Hij zei dat de commando’s, in het zwart gekleed en met maskers, de telefoons van de migranten namen en waarschuwden dat ze video’s hadden gemaakt van de Koerden, die veel erger zouden worden geslagen als ze zouden terugkeren.

Hajar strompelde mank de grens over en keerde terug naar Minsk om zijn wonden te behandelen in een budgethotel. Hij zei dat hij de migranten $ 100 per nacht in rekening bracht omdat ze hun verlopen visa niet aan de autoriteiten hadden gemeld.

Twee dagen later, zei hij, dwong de Wit-Russische politie hen opnieuw om naar de grens te gaan, maar hij was te bang om over te steken.

Hajar, die zei dat hij 6.000 dollar had uitgegeven om naar Turkije en vervolgens Wit-Rusland te gaan, zei dat hij op de vlucht was voor een stammenconflict in Irak dat zijn leven in gevaar bracht. Als alleenstaande vader hoopt hij Groot-Brittannië te bereiken om geld te verdienen voor zijn 14-jarige zoon en zieke moeder.
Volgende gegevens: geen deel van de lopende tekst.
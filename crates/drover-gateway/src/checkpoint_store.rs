//! File-backed checkpoint store using JSONL, one file per thread.
//!
//! Saves replace the whole file through a temp-file rename, so a crash
//! mid-save leaves the previous checkpoint intact and the next load sees
//! only fully-committed cycles.

use anyhow::{Context, Result};
use async_trait::async_trait;
use drover_core::traits::CheckpointStore;
use drover_core::transcript::Transcript;
use drover_core::types::Entry;
use std::path::{Path, PathBuf};
use tracing::{debug, warn};

pub(crate) struct DiskCheckpointStore {
    dir: PathBuf,
}

impl DiskCheckpointStore {
    pub(crate) fn new(dir: impl AsRef<Path>) -> Result<Self> {
        let dir = dir.as_ref().to_path_buf();
        std::fs::create_dir_all(&dir)
            .with_context(|| format!("failed to create checkpoint dir: {}", dir.display()))?;
        Ok(Self { dir })
    }

    fn path(&self, thread_id: &str) -> PathBuf {
        let slug = thread_id.replace(['/', ':', '+'], "_");
        self.dir.join(format!("{slug}.jsonl"))
    }

    fn read(&self, thread_id: &str) -> Result<Transcript> {
        let path = self.path(thread_id);
        match std::fs::read_to_string(&path) {
            Ok(content) => {
                let mut entries = Vec::new();
                for (i, line) in content.lines().enumerate() {
                    if line.trim().is_empty() {
                        continue;
                    }
                    match serde_json::from_str::<Entry>(line) {
                        Ok(entry) => entries.push(entry),
                        Err(e) => {
                            warn!(
                                path = %path.display(),
                                line = i + 1,
                                error = %e,
                                "skipping corrupt entry in checkpoint file"
                            );
                        }
                    }
                }
                debug!(thread = thread_id, count = entries.len(), "loaded checkpoint");
                Ok(Transcript::from_entries(entries))
            }
            Err(e) if e.kind() == std::io::ErrorKind::NotFound => Ok(Transcript::new()),
            Err(e) => Err(e).with_context(|| format!("failed to read {}", path.display())),
        }
    }

    fn write(&self, thread_id: &str, transcript: &Transcript) -> Result<()> {
        let path = self.path(thread_id);
        let mut content = String::new();
        for entry in transcript.entries() {
            content.push_str(&serde_json::to_string(entry)?);
            content.push('\n');
        }

        let tmp = path.with_extension("jsonl.tmp");
        std::fs::write(&tmp, &content)
            .with_context(|| format!("failed to write {}", tmp.display()))?;
        std::fs::rename(&tmp, &path)
            .with_context(|| format!("failed to replace {}", path.display()))?;
        debug!(thread = thread_id, count = transcript.len(), "saved checkpoint");
        Ok(())
    }
}

#[async_trait]
impl CheckpointStore for DiskCheckpointStore {
    async fn load(&self, thread_id: &str) -> Result<Transcript> {
        self.read(thread_id)
    }

    async fn save(&self, thread_id: &str, transcript: &Transcript) -> Result<()> {
        self.write(thread_id, transcript)
    }

    async fn list(&self) -> Result<Vec<String>> {
        let mut threads = Vec::new();
        for dirent in std::fs::read_dir(&self.dir)
            .with_context(|| format!("failed to list {}", self.dir.display()))?
        {
            let path = dirent?.path();
            if path.extension().is_some_and(|ext| ext == "jsonl")
                && let Some(stem) = path.file_stem()
            {
                threads.push(stem.to_string_lossy().into_owned());
            }
        }
        Ok(threads)
    }
}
Hij zei dat hij van plan is om opnieuw te proberen de grens over te steken.

“Ik wil gewoon oversteken, zelfs als ik mijn leven verlies”, zei hij.

In de stad Sulaymaniyah, in de Koerdische regio van Irak, zei journalist Repin Sirwan dat hij ook naar Wit-Rusland was gegaan, waar Wit-Russische politieagenten hem tijdens hun deportatie vorige week tegen het lijf liepen en sloegen.

“Op de trappen van het vliegtuig sloegen ze me en namen mijn telefoon af omdat ik liveverslagen aan het maken was”, zei hij.

Sirwan, 29, zei dat hij bedreigingen heeft ontvangen over zijn werk in Koerdistan en van plan is asiel aan te vragen in Wit-Rusland. Maar in plaats van zijn bewering te horen, hebben de Wit-Russische autoriteiten hem op een vliegtuig gezet, niet naar Irak, maar naar Syrië. Hij zei dat de politie hem vier dagen vasthield in Syrië voordat hij hem toestond terug te keren naar Irak.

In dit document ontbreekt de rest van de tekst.